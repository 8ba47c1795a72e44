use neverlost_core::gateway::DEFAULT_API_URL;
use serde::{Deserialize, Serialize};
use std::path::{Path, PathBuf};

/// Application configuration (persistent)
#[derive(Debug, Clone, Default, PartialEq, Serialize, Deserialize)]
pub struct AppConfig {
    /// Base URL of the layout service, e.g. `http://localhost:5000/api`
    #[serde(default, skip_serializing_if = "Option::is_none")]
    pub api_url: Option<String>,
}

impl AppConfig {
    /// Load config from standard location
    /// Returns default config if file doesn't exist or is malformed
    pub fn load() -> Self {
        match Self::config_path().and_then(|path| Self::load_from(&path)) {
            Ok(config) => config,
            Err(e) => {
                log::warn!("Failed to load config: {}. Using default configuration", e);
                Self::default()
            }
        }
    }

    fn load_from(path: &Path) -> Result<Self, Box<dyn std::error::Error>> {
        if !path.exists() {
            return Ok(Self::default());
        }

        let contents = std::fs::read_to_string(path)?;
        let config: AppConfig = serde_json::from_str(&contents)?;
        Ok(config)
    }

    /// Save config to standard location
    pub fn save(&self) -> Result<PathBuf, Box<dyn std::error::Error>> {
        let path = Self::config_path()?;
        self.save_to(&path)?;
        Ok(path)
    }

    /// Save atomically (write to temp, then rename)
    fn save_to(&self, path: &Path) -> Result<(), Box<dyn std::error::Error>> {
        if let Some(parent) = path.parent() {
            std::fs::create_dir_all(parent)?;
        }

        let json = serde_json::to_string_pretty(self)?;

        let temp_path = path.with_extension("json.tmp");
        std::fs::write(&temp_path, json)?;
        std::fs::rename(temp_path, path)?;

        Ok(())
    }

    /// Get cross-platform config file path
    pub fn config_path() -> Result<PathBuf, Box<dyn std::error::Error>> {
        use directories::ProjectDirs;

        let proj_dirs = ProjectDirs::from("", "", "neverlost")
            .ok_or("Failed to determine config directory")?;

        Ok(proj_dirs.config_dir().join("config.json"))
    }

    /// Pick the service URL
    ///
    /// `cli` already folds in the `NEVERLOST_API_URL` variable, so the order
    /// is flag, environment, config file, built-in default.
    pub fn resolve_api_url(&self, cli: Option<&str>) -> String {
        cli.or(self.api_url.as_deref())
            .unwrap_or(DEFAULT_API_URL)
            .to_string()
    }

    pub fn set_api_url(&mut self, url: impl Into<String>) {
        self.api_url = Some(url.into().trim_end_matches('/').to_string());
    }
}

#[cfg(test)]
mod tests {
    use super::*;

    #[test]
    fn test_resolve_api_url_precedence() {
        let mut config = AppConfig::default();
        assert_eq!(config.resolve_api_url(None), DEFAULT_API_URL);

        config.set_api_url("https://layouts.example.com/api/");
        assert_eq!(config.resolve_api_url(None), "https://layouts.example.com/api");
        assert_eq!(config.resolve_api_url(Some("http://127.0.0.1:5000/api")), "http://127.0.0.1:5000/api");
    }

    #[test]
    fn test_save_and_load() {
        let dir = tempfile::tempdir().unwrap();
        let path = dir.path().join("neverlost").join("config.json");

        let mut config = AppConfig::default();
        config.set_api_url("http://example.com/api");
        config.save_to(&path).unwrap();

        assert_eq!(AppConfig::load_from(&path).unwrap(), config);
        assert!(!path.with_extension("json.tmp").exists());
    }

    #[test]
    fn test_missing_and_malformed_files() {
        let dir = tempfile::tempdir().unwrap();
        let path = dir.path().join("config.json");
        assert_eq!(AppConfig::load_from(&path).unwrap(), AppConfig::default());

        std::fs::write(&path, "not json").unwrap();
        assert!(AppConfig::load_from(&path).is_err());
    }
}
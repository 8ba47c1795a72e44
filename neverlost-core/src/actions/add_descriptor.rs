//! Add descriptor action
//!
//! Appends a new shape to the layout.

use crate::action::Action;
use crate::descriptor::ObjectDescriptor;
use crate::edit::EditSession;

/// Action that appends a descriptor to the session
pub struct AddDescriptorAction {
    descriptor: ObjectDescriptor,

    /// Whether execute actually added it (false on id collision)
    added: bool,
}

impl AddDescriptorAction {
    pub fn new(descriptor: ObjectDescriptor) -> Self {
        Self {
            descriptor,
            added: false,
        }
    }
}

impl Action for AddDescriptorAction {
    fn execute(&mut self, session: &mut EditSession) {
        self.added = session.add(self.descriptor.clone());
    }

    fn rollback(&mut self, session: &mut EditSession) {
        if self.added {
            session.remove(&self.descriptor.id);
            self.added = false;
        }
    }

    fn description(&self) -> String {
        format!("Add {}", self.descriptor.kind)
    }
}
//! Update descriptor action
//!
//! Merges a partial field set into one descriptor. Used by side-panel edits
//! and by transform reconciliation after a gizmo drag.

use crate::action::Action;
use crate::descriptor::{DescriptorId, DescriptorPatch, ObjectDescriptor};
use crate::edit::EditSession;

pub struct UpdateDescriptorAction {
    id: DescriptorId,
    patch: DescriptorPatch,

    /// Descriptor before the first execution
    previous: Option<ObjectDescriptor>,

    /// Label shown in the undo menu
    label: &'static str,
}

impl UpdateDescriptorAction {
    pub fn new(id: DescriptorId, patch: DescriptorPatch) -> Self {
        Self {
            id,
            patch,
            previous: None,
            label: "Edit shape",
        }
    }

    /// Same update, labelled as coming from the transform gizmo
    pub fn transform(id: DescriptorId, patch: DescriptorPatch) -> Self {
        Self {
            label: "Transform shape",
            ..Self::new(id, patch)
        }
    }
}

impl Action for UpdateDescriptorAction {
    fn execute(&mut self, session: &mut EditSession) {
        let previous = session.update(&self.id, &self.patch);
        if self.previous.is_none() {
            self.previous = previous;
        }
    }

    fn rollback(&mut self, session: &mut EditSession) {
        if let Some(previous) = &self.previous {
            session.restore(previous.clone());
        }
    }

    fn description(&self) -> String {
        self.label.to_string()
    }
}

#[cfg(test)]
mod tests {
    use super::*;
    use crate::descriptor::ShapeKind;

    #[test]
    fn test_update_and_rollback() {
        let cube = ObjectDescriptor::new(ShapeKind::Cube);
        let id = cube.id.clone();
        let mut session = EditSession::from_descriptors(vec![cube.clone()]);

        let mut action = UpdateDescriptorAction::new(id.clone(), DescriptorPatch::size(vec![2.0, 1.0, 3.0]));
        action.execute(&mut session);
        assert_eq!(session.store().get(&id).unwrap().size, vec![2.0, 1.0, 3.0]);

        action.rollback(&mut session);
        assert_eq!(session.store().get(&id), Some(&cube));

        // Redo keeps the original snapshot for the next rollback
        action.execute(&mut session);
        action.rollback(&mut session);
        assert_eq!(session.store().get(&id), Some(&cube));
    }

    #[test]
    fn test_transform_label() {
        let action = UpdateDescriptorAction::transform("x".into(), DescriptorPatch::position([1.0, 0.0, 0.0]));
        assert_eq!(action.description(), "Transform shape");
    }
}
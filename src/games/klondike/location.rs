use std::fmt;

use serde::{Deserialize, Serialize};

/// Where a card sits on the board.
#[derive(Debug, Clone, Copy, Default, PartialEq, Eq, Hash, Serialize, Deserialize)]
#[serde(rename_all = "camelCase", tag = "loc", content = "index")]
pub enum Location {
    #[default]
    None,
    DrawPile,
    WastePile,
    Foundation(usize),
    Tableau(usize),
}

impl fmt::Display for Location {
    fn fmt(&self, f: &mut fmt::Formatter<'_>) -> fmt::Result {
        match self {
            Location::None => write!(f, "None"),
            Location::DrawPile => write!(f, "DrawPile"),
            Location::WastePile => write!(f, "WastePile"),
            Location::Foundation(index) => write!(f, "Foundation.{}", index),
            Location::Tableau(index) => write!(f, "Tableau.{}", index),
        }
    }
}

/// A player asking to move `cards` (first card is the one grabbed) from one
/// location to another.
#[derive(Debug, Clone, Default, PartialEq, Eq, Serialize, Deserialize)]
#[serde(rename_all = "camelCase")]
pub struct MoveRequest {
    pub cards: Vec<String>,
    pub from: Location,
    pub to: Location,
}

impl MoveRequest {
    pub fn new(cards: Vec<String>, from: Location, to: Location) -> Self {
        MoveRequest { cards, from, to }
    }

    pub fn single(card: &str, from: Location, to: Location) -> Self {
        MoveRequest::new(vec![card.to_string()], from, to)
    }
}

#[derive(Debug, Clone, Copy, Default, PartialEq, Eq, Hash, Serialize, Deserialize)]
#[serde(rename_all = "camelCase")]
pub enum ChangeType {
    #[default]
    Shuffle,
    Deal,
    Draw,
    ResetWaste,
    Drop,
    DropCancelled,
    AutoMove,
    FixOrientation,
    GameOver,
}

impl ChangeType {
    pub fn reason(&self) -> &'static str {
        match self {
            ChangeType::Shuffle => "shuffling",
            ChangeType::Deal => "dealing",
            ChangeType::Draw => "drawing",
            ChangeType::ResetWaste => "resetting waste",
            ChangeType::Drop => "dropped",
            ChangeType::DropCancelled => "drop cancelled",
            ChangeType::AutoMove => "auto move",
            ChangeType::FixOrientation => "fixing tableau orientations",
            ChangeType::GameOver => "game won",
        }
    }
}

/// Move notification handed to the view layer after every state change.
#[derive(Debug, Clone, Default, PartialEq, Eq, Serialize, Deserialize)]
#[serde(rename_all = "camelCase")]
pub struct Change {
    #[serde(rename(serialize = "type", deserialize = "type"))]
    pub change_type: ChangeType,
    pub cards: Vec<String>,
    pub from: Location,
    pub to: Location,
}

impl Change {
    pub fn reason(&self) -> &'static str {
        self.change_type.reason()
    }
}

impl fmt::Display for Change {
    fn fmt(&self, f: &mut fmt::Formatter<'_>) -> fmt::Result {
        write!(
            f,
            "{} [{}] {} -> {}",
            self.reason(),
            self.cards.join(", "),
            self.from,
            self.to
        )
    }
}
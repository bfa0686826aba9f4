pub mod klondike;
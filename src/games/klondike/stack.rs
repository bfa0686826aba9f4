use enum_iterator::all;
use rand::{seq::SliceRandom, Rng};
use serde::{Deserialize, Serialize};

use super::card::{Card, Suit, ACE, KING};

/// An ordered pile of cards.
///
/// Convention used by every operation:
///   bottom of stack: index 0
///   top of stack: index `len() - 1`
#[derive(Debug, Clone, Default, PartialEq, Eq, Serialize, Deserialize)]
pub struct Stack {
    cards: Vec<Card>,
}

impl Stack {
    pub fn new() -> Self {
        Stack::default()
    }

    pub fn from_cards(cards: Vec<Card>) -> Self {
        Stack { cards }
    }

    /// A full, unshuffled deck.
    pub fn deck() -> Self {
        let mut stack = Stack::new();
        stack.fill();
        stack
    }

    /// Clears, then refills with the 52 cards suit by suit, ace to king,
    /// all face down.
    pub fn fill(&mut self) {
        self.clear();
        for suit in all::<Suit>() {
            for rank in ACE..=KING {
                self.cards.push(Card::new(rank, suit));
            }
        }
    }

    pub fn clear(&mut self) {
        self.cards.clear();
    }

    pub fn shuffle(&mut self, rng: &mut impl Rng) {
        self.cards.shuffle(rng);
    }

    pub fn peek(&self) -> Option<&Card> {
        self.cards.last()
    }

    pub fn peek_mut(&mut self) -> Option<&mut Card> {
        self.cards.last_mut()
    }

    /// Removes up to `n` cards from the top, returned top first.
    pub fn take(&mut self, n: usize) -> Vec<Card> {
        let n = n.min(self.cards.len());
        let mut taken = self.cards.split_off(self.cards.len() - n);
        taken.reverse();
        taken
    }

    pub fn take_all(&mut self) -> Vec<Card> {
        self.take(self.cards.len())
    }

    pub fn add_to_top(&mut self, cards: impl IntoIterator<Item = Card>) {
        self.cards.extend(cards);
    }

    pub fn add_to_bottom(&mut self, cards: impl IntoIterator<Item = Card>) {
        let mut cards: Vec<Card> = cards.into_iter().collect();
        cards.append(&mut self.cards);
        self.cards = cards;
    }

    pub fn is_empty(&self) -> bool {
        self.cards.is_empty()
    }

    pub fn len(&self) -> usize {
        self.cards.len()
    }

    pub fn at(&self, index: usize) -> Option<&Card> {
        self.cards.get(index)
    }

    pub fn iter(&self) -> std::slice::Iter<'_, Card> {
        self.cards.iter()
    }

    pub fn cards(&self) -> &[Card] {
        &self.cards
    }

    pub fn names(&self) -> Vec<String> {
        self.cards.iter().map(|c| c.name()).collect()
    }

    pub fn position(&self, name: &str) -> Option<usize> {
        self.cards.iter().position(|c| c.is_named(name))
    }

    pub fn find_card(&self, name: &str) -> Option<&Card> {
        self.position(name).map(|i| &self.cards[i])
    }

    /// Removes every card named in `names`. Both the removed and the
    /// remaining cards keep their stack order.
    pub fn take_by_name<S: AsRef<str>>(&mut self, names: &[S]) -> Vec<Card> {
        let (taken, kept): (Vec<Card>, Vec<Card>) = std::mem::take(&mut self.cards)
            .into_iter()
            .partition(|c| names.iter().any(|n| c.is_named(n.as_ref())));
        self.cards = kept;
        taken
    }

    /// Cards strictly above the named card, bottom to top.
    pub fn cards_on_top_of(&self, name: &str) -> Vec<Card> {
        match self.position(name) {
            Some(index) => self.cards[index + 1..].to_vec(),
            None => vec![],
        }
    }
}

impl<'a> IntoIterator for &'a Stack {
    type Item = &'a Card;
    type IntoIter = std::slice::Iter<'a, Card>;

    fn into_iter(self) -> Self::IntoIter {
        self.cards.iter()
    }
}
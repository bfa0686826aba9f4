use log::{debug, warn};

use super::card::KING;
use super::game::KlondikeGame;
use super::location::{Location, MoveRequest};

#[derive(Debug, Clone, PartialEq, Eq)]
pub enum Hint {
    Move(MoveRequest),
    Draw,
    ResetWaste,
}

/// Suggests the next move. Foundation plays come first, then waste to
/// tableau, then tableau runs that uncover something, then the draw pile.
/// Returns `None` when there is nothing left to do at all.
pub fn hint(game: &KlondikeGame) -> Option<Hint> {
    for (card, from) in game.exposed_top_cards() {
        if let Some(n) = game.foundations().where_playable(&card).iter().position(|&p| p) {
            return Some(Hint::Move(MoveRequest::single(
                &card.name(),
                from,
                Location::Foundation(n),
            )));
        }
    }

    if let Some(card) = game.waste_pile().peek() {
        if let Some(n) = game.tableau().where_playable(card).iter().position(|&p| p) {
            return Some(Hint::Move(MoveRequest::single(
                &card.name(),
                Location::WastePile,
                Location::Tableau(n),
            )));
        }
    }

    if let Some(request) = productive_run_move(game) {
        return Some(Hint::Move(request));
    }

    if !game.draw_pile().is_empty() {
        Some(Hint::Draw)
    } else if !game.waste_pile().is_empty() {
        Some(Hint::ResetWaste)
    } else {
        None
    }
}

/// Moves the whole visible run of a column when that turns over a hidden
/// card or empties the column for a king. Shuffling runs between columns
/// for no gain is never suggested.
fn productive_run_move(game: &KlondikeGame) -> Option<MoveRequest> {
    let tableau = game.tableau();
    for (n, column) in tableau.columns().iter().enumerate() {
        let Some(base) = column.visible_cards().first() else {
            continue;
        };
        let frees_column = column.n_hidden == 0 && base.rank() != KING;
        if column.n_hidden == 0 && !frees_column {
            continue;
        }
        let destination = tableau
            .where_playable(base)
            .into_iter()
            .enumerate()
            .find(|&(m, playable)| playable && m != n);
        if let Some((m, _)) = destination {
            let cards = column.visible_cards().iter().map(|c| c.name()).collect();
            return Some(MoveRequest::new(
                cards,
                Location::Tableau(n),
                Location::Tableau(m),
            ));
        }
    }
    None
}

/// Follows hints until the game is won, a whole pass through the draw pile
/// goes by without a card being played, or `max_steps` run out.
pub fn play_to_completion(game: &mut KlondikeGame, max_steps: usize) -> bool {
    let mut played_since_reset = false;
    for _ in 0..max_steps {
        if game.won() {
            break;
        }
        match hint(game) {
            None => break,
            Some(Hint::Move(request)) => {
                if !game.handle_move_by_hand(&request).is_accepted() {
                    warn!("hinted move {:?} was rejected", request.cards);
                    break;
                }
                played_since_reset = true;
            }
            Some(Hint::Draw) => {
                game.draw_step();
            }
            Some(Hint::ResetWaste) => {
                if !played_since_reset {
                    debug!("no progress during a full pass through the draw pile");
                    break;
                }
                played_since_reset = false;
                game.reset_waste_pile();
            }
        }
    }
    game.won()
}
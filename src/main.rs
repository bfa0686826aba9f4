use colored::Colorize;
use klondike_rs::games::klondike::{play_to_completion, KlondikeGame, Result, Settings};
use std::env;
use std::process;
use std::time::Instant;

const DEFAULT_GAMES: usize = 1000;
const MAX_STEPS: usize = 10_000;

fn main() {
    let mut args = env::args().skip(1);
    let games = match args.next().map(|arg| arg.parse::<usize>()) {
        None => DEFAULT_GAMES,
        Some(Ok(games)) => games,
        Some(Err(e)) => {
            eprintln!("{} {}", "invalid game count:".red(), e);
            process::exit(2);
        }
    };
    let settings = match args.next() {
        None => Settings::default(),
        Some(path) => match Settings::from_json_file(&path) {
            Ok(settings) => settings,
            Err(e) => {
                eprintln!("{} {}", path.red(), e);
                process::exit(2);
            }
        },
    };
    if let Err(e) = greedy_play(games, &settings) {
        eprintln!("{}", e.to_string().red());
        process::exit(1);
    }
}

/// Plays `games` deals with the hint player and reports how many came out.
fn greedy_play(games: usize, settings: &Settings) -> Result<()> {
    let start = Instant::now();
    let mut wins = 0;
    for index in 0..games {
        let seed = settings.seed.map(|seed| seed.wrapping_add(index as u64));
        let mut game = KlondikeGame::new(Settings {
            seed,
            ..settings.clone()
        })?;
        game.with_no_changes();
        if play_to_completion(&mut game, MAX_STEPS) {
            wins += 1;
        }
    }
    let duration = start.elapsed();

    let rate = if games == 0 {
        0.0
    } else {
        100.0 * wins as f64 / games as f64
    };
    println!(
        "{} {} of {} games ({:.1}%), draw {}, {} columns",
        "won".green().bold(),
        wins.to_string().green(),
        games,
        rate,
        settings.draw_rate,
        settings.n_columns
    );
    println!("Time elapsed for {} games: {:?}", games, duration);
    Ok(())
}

---+---

**WHAT TO PRODUCE**
Whichever lines of the data include the word "Option", pull them out.

**SOLUTION FOR THIS EXERCISE**
    #[serde(default, skip_serializing_if = "Option::is_none")]
    pub api_url: Option<String>,
    pub fn resolve_api_url(&self, cli: Option<&str>) -> String {
    previous: Option<ObjectDescriptor>,
    pub fn peek(&self) -> Option<&Card> {
    pub fn peek_mut(&mut self) -> Option<&mut Card> {
    pub fn at(&self, index: usize) -> Option<&Card> {
    pub fn position(&self, name: &str) -> Option<usize> {
    pub fn find_card(&self, name: &str) -> Option<&Card> {
pub fn hint(game: &KlondikeGame) -> Option<Hint> {
fn productive_run_move(game: &KlondikeGame) -> Option<MoveRequest> {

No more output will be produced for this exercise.